Copy, from the material below, each line that contains the word "core".

Start of DATA TO USE

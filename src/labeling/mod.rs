//! Pre-order tree labeling.
//!
//! Two labelers compute the same result:
//! - [`direct`] threads the next label through recursive calls by hand
//! - [`composed`] builds a [`StateComputation`](crate::core::StateComputation)
//!   from `unit`, `bind` and `advance` and runs it once
//!
//! [`label`] is the usual entry point. [`label_with`] accepts
//! [`LabelOptions`] to pick the starting label and the labeler.

pub mod composed;
pub mod direct;
mod error;

pub use error::LabelError;

use crate::core::{Label, Tree};
use log::debug;
use serde::{Deserialize, Serialize};

/// Which labeler to run.
#[derive(Clone, Copy, Debug, Default, PartialEq, Eq, Serialize, Deserialize)]
#[serde(rename_all = "snake_case")]
pub enum Strategy {
    /// Explicit `next_label` threading through recursion.
    Direct,

    /// State computation composed from `unit`, `bind` and `advance`.
    #[default]
    Composed,
}

/// Options controlling a labeling run.
///
/// Missing fields take their defaults when deserialized, so a partial
/// document is enough.
///
/// # Example
///
/// ```rust
/// use treelabel::labeling::{LabelOptions, Strategy};
///
/// let options: LabelOptions = serde_json::from_str(r#"{ "start": 100 }"#).unwrap();
///
/// assert_eq!(options, LabelOptions::new().starting_at(100));
/// assert_eq!(options.strategy, Strategy::Composed);
/// ```
#[derive(Clone, Debug, Default, PartialEq, Eq, Serialize, Deserialize)]
#[serde(default)]
pub struct LabelOptions {
    /// Label given to the root
    pub start: Label,

    /// Labeler to run
    pub strategy: Strategy,
}

impl LabelOptions {
    pub fn new() -> Self {
        Self::default()
    }

    /// Set the label given to the root.
    pub fn starting_at(mut self, start: Label) -> Self {
        self.start = start;
        self
    }

    /// Set the labeler to run.
    pub fn using(mut self, strategy: Strategy) -> Self {
        self.strategy = strategy;
        self
    }
}

/// Label every node of `tree` with its pre-order index, starting at 0.
///
/// The result has the same shape as `tree`; each payload is paired with its
/// label.
///
/// # Example
///
/// ```rust
/// use treelabel::core::Tree;
/// use treelabel::labeling::label;
///
/// let tree = Tree::with_left("a", Tree::with_left("b", Tree::leaf("c")));
/// let labels: Vec<_> = label(tree).preorder().map(|(label, _)| *label).collect();
///
/// assert_eq!(labels, vec![0, 1, 2]);
/// ```
pub fn label<T>(tree: Tree<T>) -> Tree<(Label, T)>
where
    T: Clone + 'static,
{
    // A tree can never hold `Label::MAX` nodes, so counting from 0 always fits.
    run_strategy(tree, 0, Strategy::default())
}

/// Label every node of `tree` in pre-order according to `options`.
///
/// Labels run from `options.start` upwards with no gaps. Every label, and
/// the label after the last one, must fit in [`Label`]; otherwise nothing is
/// labeled and [`LabelError::LabelOverflow`] is returned.
///
/// # Example
///
/// ```rust
/// use treelabel::core::Tree;
/// use treelabel::labeling::{label_with, LabelError, LabelOptions};
///
/// let tree = Tree::leaf("x");
///
/// assert_eq!(
///     label_with(tree.clone(), &LabelOptions::new().starting_at(5)),
///     Ok(Tree::leaf((5, "x")))
/// );
/// assert_eq!(
///     label_with(tree, &LabelOptions::new().starting_at(usize::MAX)),
///     Err(LabelError::LabelOverflow { start: usize::MAX, nodes: 1 })
/// );
/// ```
pub fn label_with<T>(
    tree: Tree<T>,
    options: &LabelOptions,
) -> Result<Tree<(Label, T)>, LabelError>
where
    T: Clone + 'static,
{
    let nodes = tree.size();
    if options.start.checked_add(nodes).is_none() {
        return Err(LabelError::LabelOverflow {
            start: options.start,
            nodes,
        });
    }

    Ok(run_strategy(tree, options.start, options.strategy))
}

fn run_strategy<T>(tree: Tree<T>, start: Label, strategy: Strategy) -> Tree<(Label, T)>
where
    T: Clone + 'static,
{
    debug!("labeling tree from {} using {:?} strategy", start, strategy);

    let (labeled, next) = match strategy {
        Strategy::Direct => direct::label_from(tree, start),
        Strategy::Composed => {
            let (next, labeled) = composed::labeled(tree).run(start);
            (labeled, next)
        }
    };

    debug!(
        "labeled {} nodes, next label would be {}",
        next - start,
        next
    );
    labeled
}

End of DATA TO USE

§ ANSWER TO THIS EXERCISE
//! - [`composed`] builds a [`StateComputation`](crate::core::StateComputation)
use crate::core::{Label, Tree};
/// use treelabel::core::Tree;
/// use treelabel::core::Tree;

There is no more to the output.